- **Exercise brief**: Out of the material that follows, write out exactly the lines from the line with "Self::new(std::iter::empty::<String>())" to the line with "for (name, value)", both ends included, and no others.

- **Given information**:
·····

//! Read access to the live story.

use axum::extract::State;
use axum::{Json, Router, routing::get};
use dungeon_session::application::query_handlers::SessionView;
use tracing::instrument;

use crate::error::{ApiError, CommandError};
use crate::state::AppState;

/// GET /
///
/// Answers from the snapshot taken when the last turn finished, so it
/// never waits on a generation in progress.
#[instrument(skip(state))]
async fn get_session(State(state): State<AppState>) -> Result<Json<SessionView>, ApiError> {
    let view = state
        .dispatcher
        .session_view()
        .ok_or(CommandError::NoSession)?;
    Ok(Json(view))
}

/// Returns the router for the session view.
pub fn router() -> Router<AppState> {
    Router::new().route("/", get(get_session))
}
//! Dungeon relay — voice output.
//!
//! Mirrors generated text to a live audio connection per room. Everything
//! here is best effort: a missing or dropped connection silently degrades
//! to text-only delivery.

pub mod manager;

pub use manager::VoiceOutputManager;
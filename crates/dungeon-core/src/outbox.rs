//! Result delivery boundary.

use async_trait::async_trait;

use crate::destination::Destination;

/// Delivers text to a destination on the chat platform.
///
/// Delivery is best effort: an implementation logs its own transport
/// failures, the relay has nobody else to report them to.
#[async_trait]
pub trait Outbox: Send + Sync {
    /// Sends `message` to `destination`.
    async fn deliver(&self, destination: &Destination, message: String);
}
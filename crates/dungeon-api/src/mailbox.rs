//! Per-room mailbox the bridge polls for outgoing messages.

use std::collections::{HashMap, VecDeque};
use std::sync::{Mutex, MutexGuard, PoisonError};

use async_trait::async_trait;
use dungeon_core::destination::Destination;
use dungeon_core::outbox::Outbox;
use tracing::{debug, warn};

/// Messages kept per room before the oldest are dropped.
pub const DEFAULT_ROOM_BACKLOG: usize = 256;

type Rooms = HashMap<Destination, VecDeque<String>>;

/// Holds messages for each room until the bridge collects them.
///
/// Each room keeps at most `capacity` messages; when a room that is never
/// polled overflows, its oldest messages are dropped.
#[derive(Debug)]
pub struct Mailbox {
    rooms: Mutex<Rooms>,
    capacity: usize,
}

impl Default for Mailbox {
    fn default() -> Self {
        Self::with_capacity(DEFAULT_ROOM_BACKLOG)
    }
}

impl Mailbox {
    /// Creates an empty mailbox with the default per-room backlog.
    #[must_use]
    pub fn new() -> Self {
        Self::default()
    }

    /// Creates an empty mailbox keeping at most `capacity` messages per
    /// room. A capacity of zero is treated as one.
    #[must_use]
    pub fn with_capacity(capacity: usize) -> Self {
        Self {
            rooms: Mutex::new(HashMap::new()),
            capacity: capacity.max(1),
        }
    }

    /// Removes and returns every message waiting for `destination`, oldest
    /// first.
    pub fn take(&self, destination: &Destination) -> Vec<String> {
        self.lock()
            .remove(destination)
            .map(Vec::from)
            .unwrap_or_default()
    }

    fn lock(&self) -> MutexGuard<'_, Rooms> {
        self.rooms.lock().unwrap_or_else(PoisonError::into_inner)
    }
}

#[async_trait]
impl Outbox for Mailbox {
    async fn deliver(&self, destination: &Destination, message: String) {
        debug!(%destination, len = message.len(), "message queued for bridge");
        let mut rooms = self.lock();
        let backlog = rooms.entry(destination.clone()).or_default();
        if backlog.len() == self.capacity {
            backlog.pop_front();
            warn!(
                %destination,
                capacity = self.capacity,
                "room backlog full, dropped oldest message"
            );
        }
        backlog.push_back(message);
    }
}
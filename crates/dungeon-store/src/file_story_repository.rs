//! Filesystem implementation of the `StoryRepository` trait.

use std::io::ErrorKind;
use std::path::{Path, PathBuf};

use async_trait::async_trait;
use tracing::{debug, info};
use uuid::Uuid;

use dungeon_core::error::StorageError;
use dungeon_core::repository::{StoredStory, StoryRepository};

/// Stores each story as a pretty-printed JSON document named after a
/// random UUID.
#[derive(Debug, Clone)]
pub struct FileStoryRepository {
    root: PathBuf,
}

impl FileStoryRepository {
    /// Creates a repository rooted at `root`. The directory is created on
    /// first save.
    #[must_use]
    pub fn new(root: impl Into<PathBuf>) -> Self {
        Self { root: root.into() }
    }

    /// The directory stories are written to.
    #[must_use]
    pub fn root(&self) -> &Path {
        &self.root
    }

    /// Only canonical UUIDs name a file, so an identifier can never escape
    /// the root directory.
    fn path_for(&self, id: &str) -> Option<PathBuf> {
        let id = Uuid::parse_str(id.trim()).ok()?;
        Some(self.root.join(format!("{}.json", id.hyphenated())))
    }
}

#[async_trait]
impl StoryRepository for FileStoryRepository {
    async fn save(&self, story: &StoredStory) -> Result<String, StorageError> {
        let id = Uuid::new_v4().to_string();
        let path = self.root.join(format!("{id}.json"));
        let body = serde_json::to_vec_pretty(story)
            .map_err(|e| StorageError::Io(format!("encoding story: {e}")))?;

        tokio::fs::create_dir_all(&self.root)
            .await
            .map_err(|e| StorageError::Io(format!("{}: {e}", self.root.display())))?;
        tokio::fs::write(&path, body)
            .await
            .map_err(|e| StorageError::Io(format!("{}: {e}", path.display())))?;

        info!(persistence_id = %id, turns = story.actions.len(), "story saved");
        Ok(id)
    }

    async fn load(&self, id: &str) -> Result<StoredStory, StorageError> {
        let Some(path) = self.path_for(id) else {
            debug!(id, "rejecting malformed story id");
            return Err(StorageError::NotFound(id.to_owned()));
        };

        let body = match tokio::fs::read(&path).await {
            Ok(body) => body,
            Err(e) if e.kind() == ErrorKind::NotFound => {
                return Err(StorageError::NotFound(id.to_owned()));
            }
            Err(e) => return Err(StorageError::Io(format!("{}: {e}", path.display()))),
        };

        serde_json::from_slice(&body).map_err(|e| StorageError::Corrupt {
            id: id.to_owned(),
            reason: e.to_string(),
        })
    }
}
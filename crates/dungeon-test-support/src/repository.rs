//! Test repositories — mock `StoryRepository` implementations for tests.

use std::collections::HashMap;
use std::sync::Mutex;

use async_trait::async_trait;
use dungeon_core::error::StorageError;
use dungeon_core::repository::{StoredStory, StoryRepository};

/// A story repository backed by a map. Identifiers are `story-1`,
/// `story-2`, ... in save order.
#[derive(Debug, Default)]
pub struct InMemoryStoryRepository {
    stories: Mutex<HashMap<String, StoredStory>>,
    saves: Mutex<usize>,
}

impl InMemoryStoryRepository {
    /// Create an empty repository.
    #[must_use]
    pub fn new() -> Self {
        Self::default()
    }

    /// Returns the story stored under `id`, if any.
    ///
    /// # Panics
    ///
    /// Panics if the internal mutex is poisoned.
    pub fn stored(&self, id: &str) -> Option<StoredStory> {
        self.stories.lock().unwrap().get(id).cloned()
    }

    /// Number of successful saves.
    ///
    /// # Panics
    ///
    /// Panics if the internal mutex is poisoned.
    pub fn save_count(&self) -> usize {
        *self.saves.lock().unwrap()
    }
}

#[async_trait]
impl StoryRepository for InMemoryStoryRepository {
    async fn save(&self, story: &StoredStory) -> Result<String, StorageError> {
        let mut saves = self.saves.lock().unwrap();
        *saves += 1;
        let id = format!("story-{saves}");
        self.stories
            .lock()
            .unwrap()
            .insert(id.clone(), story.clone());
        Ok(id)
    }

    async fn load(&self, id: &str) -> Result<StoredStory, StorageError> {
        self.stories
            .lock()
            .unwrap()
            .get(id)
            .cloned()
            .ok_or_else(|| StorageError::NotFound(id.to_owned()))
    }
}

/// A story repository that always returns an i/o error. Useful for testing
/// error-handling paths.
#[derive(Debug)]
pub struct FailingStoryRepository;

#[async_trait]
impl StoryRepository for FailingStoryRepository {
    async fn save(&self, _story: &StoredStory) -> Result<String, StorageError> {
        Err(StorageError::Io("disk full".into()))
    }

    async fn load(&self, _id: &str) -> Result<StoredStory, StorageError> {
        Err(StorageError::Io("disk full".into()))
    }
}
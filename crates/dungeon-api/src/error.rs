//! Dungeon relay — API error types.

use axum::Json;
use axum::http::StatusCode;
use axum::response::{IntoResponse, Response};
use dungeon_core::error::{GameError, StorageError};
use serde::Serialize;
use thiserror::Error;

/// Startup and runtime errors for the API server.
#[derive(Debug, Error)]
pub enum AppError {
    /// A required environment variable is missing or invalid.
    #[error("configuration error: {0}")]
    Config(String),

    /// Network binding or I/O error.
    #[error("server error: {0}")]
    Server(#[from] std::io::Error),
}

/// Why a routed command was refused or failed.
#[derive(Debug, Error)]
pub enum CommandError {
    /// The command name is not in the command table.
    #[error("unknown command: {0}")]
    UnknownCommand(String),

    /// The caller lacks the role the command requires.
    #[error("you need the {role} role to use {command}")]
    Unauthorized {
        /// The refused command.
        command: String,
        /// The role it requires.
        role: String,
    },

    /// No story is in progress.
    #[error("no game is in progress")]
    NoSession,

    /// The dispatcher rejected the operation.
    #[error(transparent)]
    Game(#[from] GameError),
}

/// JSON body returned for error responses.
#[derive(Debug, Serialize)]
pub struct ErrorBody {
    /// Machine-readable error code.
    pub error: &'static str,
    /// Human-readable error message.
    pub message: String,
}

/// HTTP-layer wrapper around `CommandError` that implements `IntoResponse`.
#[derive(Debug)]
pub struct ApiError(pub CommandError);

impl From<CommandError> for ApiError {
    fn from(err: CommandError) -> Self {
        Self(err)
    }
}

impl From<GameError> for ApiError {
    fn from(err: GameError) -> Self {
        Self(CommandError::Game(err))
    }
}

impl IntoResponse for ApiError {
    fn into_response(self) -> Response {
        let (status, error_code) = match &self.0 {
            CommandError::UnknownCommand(_) => (StatusCode::BAD_REQUEST, "unknown_command"),
            CommandError::Unauthorized { .. } => (StatusCode::FORBIDDEN, "unauthorized"),
            CommandError::NoSession => (StatusCode::NOT_FOUND, "no_session"),
            CommandError::Game(GameError::InvalidTransition(_)) => {
                (StatusCode::CONFLICT, "invalid_transition")
            }
            CommandError::Game(GameError::Storage(StorageError::NotFound(_))) => {
                (StatusCode::NOT_FOUND, "story_not_found")
            }
            CommandError::Game(GameError::Storage(_)) => {
                (StatusCode::INTERNAL_SERVER_ERROR, "storage_error")
            }
            CommandError::Game(GameError::ShuttingDown) => {
                (StatusCode::SERVICE_UNAVAILABLE, "shutting_down")
            }
            CommandError::Game(
                GameError::Timeout(_) | GameError::Engine(_) | GameError::VoiceUnavailable(_),
            ) => (StatusCode::INTERNAL_SERVER_ERROR, "internal_error"),
        };

        let body = ErrorBody {
            error: error_code,
            message: self.0.to_string(),
        };

        (status, Json(body)).into_response()
    }
}

#[cfg(test)]
mod tests {
    use super::*;
    use axum::http::StatusCode;

    fn status_of(err: impl Into<ApiError>) -> StatusCode {
        let response = err.into().into_response();
        response.status()
    }

    #[test]
    fn test_unknown_command_maps_to_400() {
        assert_eq!(
            status_of(CommandError::UnknownCommand("dance".into())),
            StatusCode::BAD_REQUEST
        );
    }

    #[test]
    fn test_unauthorized_maps_to_403() {
        assert_eq!(
            status_of(CommandError::Unauthorized {
                command: "exit".into(),
                role: "chief".into(),
            }),
            StatusCode::FORBIDDEN
        );
    }

    #[test]
    fn test_invalid_transition_maps_to_409() {
        assert_eq!(
            status_of(GameError::invalid("There is nothing to revert.")),
            StatusCode::CONFLICT
        );
    }

    #[test]
    fn test_missing_story_maps_to_404() {
        assert_eq!(
            status_of(GameError::Storage(StorageError::NotFound("abc".into()))),
            StatusCode::NOT_FOUND
        );
        assert_eq!(status_of(CommandError::NoSession), StatusCode::NOT_FOUND);
    }

    #[test]
    fn test_storage_io_maps_to_500() {
        assert_eq!(
            status_of(GameError::Storage(StorageError::Io("disk full".into()))),
            StatusCode::INTERNAL_SERVER_ERROR
        );
    }

    #[test]
    fn test_shutting_down_maps_to_503() {
        assert_eq!(
            status_of(GameError::ShuttingDown),
            StatusCode::SERVICE_UNAVAILABLE
        );
    }
}
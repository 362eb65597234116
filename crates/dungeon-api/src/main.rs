//! Dungeon relay API server entry point.

use std::error::Error;
use std::sync::Arc;

use dungeon_api::config::Config;
use dungeon_api::engine::CommandEngine;
use dungeon_api::mailbox::Mailbox;
use dungeon_api::router::{CommandRouter, RoutePolicy};
use dungeon_api::routes;
use dungeon_api::state::AppState;
use dungeon_core::clock::SystemClock;
use dungeon_dispatch::{Dispatcher, DispatcherParts};
use dungeon_store::FileStoryRepository;
use tower_http::cors::CorsLayer;
use tower_http::trace::TraceLayer;
use tracing_subscriber::EnvFilter;

#[tokio::main]
async fn main() -> Result<(), Box<dyn Error>> {
    // Initialize tracing subscriber.
    tracing_subscriber::fmt()
        .with_env_filter(
            EnvFilter::try_from_default_env().unwrap_or_else(|_| EnvFilter::new("info")),
        )
        .json()
        .init();

    tracing::info!("Starting dungeon relay API server");

    let config = Config::from_env()?;
    let addr = config.addr()?;

    // Wire the dispatcher and its collaborators.
    let mailbox = Arc::new(Mailbox::new());
    let (dispatcher, worker) = Dispatcher::spawn(
        config.dispatcher_config(),
        DispatcherParts {
            engine: Arc::new(CommandEngine::new(config.engine_command.clone())),
            outbox: mailbox.clone(),
            repository: Arc::new(FileStoryRepository::new(config.storage_dir.clone())),
            voice: None,
            clock: Arc::new(SystemClock),
        },
    );
    let router = CommandRouter::new(
        dispatcher.clone(),
        RoutePolicy {
            channel: config.channel.clone(),
            admin_role: config.admin_role.clone(),
        },
    );
    let shutdown = dispatcher.shutdown_token();
    let app_state = AppState::new(dispatcher, router, mailbox);

    let app = routes::app()
        .layer(TraceLayer::new_for_http())
        .layer(CorsLayer::permissive())
        .with_state(app_state);

    tracing::info!(channel = %config.channel, "Listening on {}", addr);
    let listener = tokio::net::TcpListener::bind(addr).await?;

    axum::serve(listener, app)
        .with_graceful_shutdown(async move {
            tokio::select! {
                () = shutdown.cancelled() => {}
                _ = tokio::signal::ctrl_c() => shutdown.cancel(),
            }
        })
        .await?;

    worker.await?;
    tracing::info!("Dungeon relay stopped");

    Ok(())
}
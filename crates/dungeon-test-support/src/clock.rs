//! Frozen clock for request timestamps.

use chrono::{DateTime, TimeZone, Utc};
use dungeon_core::clock::Clock;

/// A clock stuck at one instant, so request stamps and queue latencies are
/// reproducible.
#[derive(Debug, Clone, Copy)]
pub struct FixedClock(pub DateTime<Utc>);

impl FixedClock {
    /// 2026-01-15 10:00:00 UTC, the instant most tests run at.
    ///
    /// # Panics
    ///
    /// Never in practice; the date is a valid UTC instant.
    #[must_use]
    pub fn standard() -> Self {
        Self(Utc.with_ymd_and_hms(2026, 1, 15, 10, 0, 0).unwrap())
    }
}

impl Clock for FixedClock {
    fn now(&self) -> DateTime<Utc> {
        self.0
    }
}
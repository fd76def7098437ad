// isoenv-rs: Isomorphic environment tracking for bundlers
//
// SPDX-FileCopyrightText: 2026 Romeo Ahmed
// SPDX-License-Identifier: GPL-3.0-or-later

//! Library root.
//!
//! Server code reads `process.env.NAME`; the browser bundle reads
//! `__ISOMORPHIC_ENV__.NAME` instead, and a manifest lists every `NAME` the
//! live bundle still uses so the server can inject exactly those values.
//!
//! # Crate Architecture
//!
//! ```text
//!          host bundler (module graph, parser, watcher)
//!             |                         |
//!   references per module         live files, mtimes
//!             v                         v
//!        ,---------,              ,-----------,
//!        | rewrite | --records--> |  tracker  |
//!        '---------'              '-----+-----'
//!                                       |
//!                                       v
//!                                   manifest
//!                              reconcile + JSON asset
//!                                       |
//!                    server side        v
//!        ,--------------------------------------,
//!        |  env   snapshot + projection -> <script>  |
//!        '--------------------------------------'
//!
//!   +-----------------------------------------+
//!   |  foundation   config, error, logging    |
//!   +-----------------------------------------+
//! ```

pub mod config;
pub mod env;
pub mod error;
pub mod logging;
pub mod manifest;
pub mod rewrite;
pub mod tracker;
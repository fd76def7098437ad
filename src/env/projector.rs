// isoenv-rs: Isomorphic environment tracking for bundlers
//
// SPDX-FileCopyrightText: 2026 Romeo Ahmed
// SPDX-License-Identifier: GPL-3.0-or-later

//! Projection of a server environment onto the client-visible subset.
//!
//! ```text
//! snapshot {FOO, CLIENT_BAR, OTHER}     policy {explicit: [FOO], ^CLIENT_}
//!            |                                       |
//!            +------------------+--------------------+
//!                               v
//!   1. explicit keys present in snapshot   FOO -> "1"
//!   2. pattern matches, prefix stripped    BAR -> "2"  (only if not taken)
//!                               |
//!                               v
//!            window.__ISOMORPHIC_ENV__ = {"BAR":"2","FOO":"1"};
//! ```

use std::collections::{BTreeMap, BTreeSet};

use regex::Regex;
use serde_json::Value;

use super::EnvSnapshot;
use crate::config::Config;
use crate::config::types::DEFAULT_CLIENT_PATTERN;
use crate::error::ConfigError;
use crate::manifest::ClientManifest;

/// Which snapshot variables are exposed to client code.
///
/// An explicitly listed name always wins over a pattern-derived name with
/// the same exposed name.
#[derive(Debug, Clone)]
pub struct SelectionPolicy {
    explicit_keys: BTreeSet<String>,
    pattern: Option<Regex>,
}

impl Default for SelectionPolicy {
    fn default() -> Self {
        Self::new(std::iter::empty::<String>())
    }
}

impl SelectionPolicy {
    /// Policy exposing `explicit_keys` plus every `CLIENT_*` variable.
    #[must_use]
    pub fn new(explicit_keys: impl IntoIterator<Item = impl Into<String>>) -> Self {
        Self {
            explicit_keys: explicit_keys.into_iter().map(Into::into).collect(),
            pattern: Regex::new(DEFAULT_CLIENT_PATTERN).ok(),
        }
    }

    /// Replaces the prefix pattern. The first match is stripped from each
    /// matching name to form the exposed name.
    #[must_use]
    pub fn with_pattern(mut self, pattern: Regex) -> Self {
        self.pattern = Some(pattern);
        self
    }

    /// Disables pattern matching; only explicit keys are exposed.
    #[must_use]
    pub fn without_pattern(mut self) -> Self {
        self.pattern = None;
        self
    }

    #[must_use]
    pub const fn explicit_keys(&self) -> &BTreeSet<String> {
        &self.explicit_keys
    }

    #[must_use]
    pub const fn pattern(&self) -> Option<&Regex> {
        self.pattern.as_ref()
    }

    /// Exposed name for `name` under the pattern, if it matches.
    fn strip(&self, name: &str) -> Option<String> {
        let found = self.pattern.as_ref()?.find(name)?;
        let exposed = format!("{}{}", &name[..found.start()], &name[found.end()..]);
        (!exposed.is_empty()).then_some(exposed)
    }
}

/// Computes the client-visible variables of `snapshot`.
///
/// Explicit keys missing from the snapshot are simply absent from the result.
#[must_use]
pub fn project(snapshot: &EnvSnapshot, policy: &SelectionPolicy) -> BTreeMap<String, String> {
    let mut exposed: BTreeMap<String, String> = policy
        .explicit_keys
        .iter()
        .filter_map(|key| Some((key.clone(), snapshot.get(key)?.to_string())))
        .collect();

    for (name, value) in snapshot.iter() {
        if policy.explicit_keys.contains(name) {
            continue;
        }
        if let Some(key) = policy.strip(name) {
            exposed.entry(key).or_insert_with(|| value.to_string());
        }
    }

    exposed
}

/// Serializes a projected map as a JSON object literal.
#[must_use]
pub fn to_json(exposed: &BTreeMap<String, String>) -> String {
    Value::Object(
        exposed
            .iter()
            .map(|(k, v)| (k.clone(), Value::String(v.clone())))
            .collect(),
    )
    .to_string()
}

/// `window.<variable> = <json>;`
#[must_use]
pub fn render_script(variable: &str, exposed: &BTreeMap<String, String>) -> String {
    format!("window.{variable} = {};", to_json(exposed))
}

/// [`render_script`] wrapped in a `<script>` tag.
///
/// `</` inside the payload is written as `<\/` so a value can never close
/// the tag.
#[must_use]
pub fn render_script_tag(variable: &str, exposed: &BTreeMap<String, String>) -> String {
    format!(
        "<script>{}</script>",
        render_script(variable, exposed).replace("</", "<\\/")
    )
}

/// Server-side helper producing the statement that defines the runtime
/// variable before any bundled code runs.
#[derive(Debug, Clone)]
pub struct ClientEnvScript {
    variable: String,
    policy: SelectionPolicy,
}

impl ClientEnvScript {
    #[must_use]
    pub fn new(variable: impl Into<String>, policy: SelectionPolicy) -> Self {
        Self {
            variable: variable.into(),
            policy,
        }
    }

    /// Uses `[plugin] variable` and the `[client]` policy.
    ///
    /// # Errors
    ///
    /// Returns `ConfigError::InvalidValue` if the client pattern is invalid.
    pub fn from_config(config: &Config) -> Result<Self, ConfigError> {
        Ok(Self::new(
            config.plugin.variable.clone(),
            config.selection_policy()?,
        ))
    }

    /// Uses a manifest emitted by the tracker: its variable name, and its
    /// key list as the explicit keys. `pattern` adds prefix-discovered
    /// variables on top.
    #[must_use]
    pub fn from_manifest(manifest: &ClientManifest, pattern: Option<Regex>) -> Self {
        let policy = SelectionPolicy::new(manifest.env_keys.iter().cloned());
        let policy = match pattern {
            Some(pattern) => policy.with_pattern(pattern),
            None => policy.without_pattern(),
        };
        Self::new(manifest.variable.clone(), policy)
    }

    #[must_use]
    pub fn variable(&self) -> &str {
        &self.variable
    }

    #[must_use]
    pub const fn policy(&self) -> &SelectionPolicy {
        &self.policy
    }

    #[must_use]
    pub fn client_env(&self, snapshot: &EnvSnapshot) -> BTreeMap<String, String> {
        project(snapshot, &self.policy)
    }

    #[must_use]
    pub fn script(&self, snapshot: &EnvSnapshot) -> String {
        render_script(&self.variable, &self.client_env(snapshot))
    }

    #[must_use]
    pub fn script_tag(&self, snapshot: &EnvSnapshot) -> String {
        render_script_tag(&self.variable, &self.client_env(snapshot))
    }
}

·····

- **Output for this task**:
        Self::new(std::iter::empty::<String>())
    }
}

impl SelectionPolicy {
    /// Policy exposing `explicit_keys` plus every `CLIENT_*` variable.
    #[must_use]
    pub fn new(explicit_keys: impl IntoIterator<Item = impl Into<String>>) -> Self {
        Self {
            explicit_keys: explicit_keys.into_iter().map(Into::into).collect(),
            pattern: Regex::new(DEFAULT_CLIENT_PATTERN).ok(),
        }
    }

    /// Replaces the prefix pattern. The first match is stripped from each
    /// matching name to form the exposed name.
    #[must_use]
    pub fn with_pattern(mut self, pattern: Regex) -> Self {
        self.pattern = Some(pattern);
        self
    }

    /// Disables pattern matching; only explicit keys are exposed.
    #[must_use]
    pub fn without_pattern(mut self) -> Self {
        self.pattern = None;
        self
    }

    #[must_use]
    pub const fn explicit_keys(&self) -> &BTreeSet<String> {
        &self.explicit_keys
    }

    #[must_use]
    pub const fn pattern(&self) -> Option<&Regex> {
        self.pattern.as_ref()
    }

    /// Exposed name for `name` under the pattern, if it matches.
    fn strip(&self, name: &str) -> Option<String> {
        let found = self.pattern.as_ref()?.find(name)?;
        let exposed = format!("{}{}", &name[..found.start()], &name[found.end()..]);
        (!exposed.is_empty()).then_some(exposed)
    }
}

/// Computes the client-visible variables of `snapshot`.
///
/// Explicit keys missing from the snapshot are simply absent from the result.
#[must_use]
pub fn project(snapshot: &EnvSnapshot, policy: &SelectionPolicy) -> BTreeMap<String, String> {
    let mut exposed: BTreeMap<String, String> = policy
        .explicit_keys
        .iter()
        .filter_map(|key| Some((key.clone(), snapshot.get(key)?.to_string())))
        .collect();

    for (name, value) in snapshot.iter() {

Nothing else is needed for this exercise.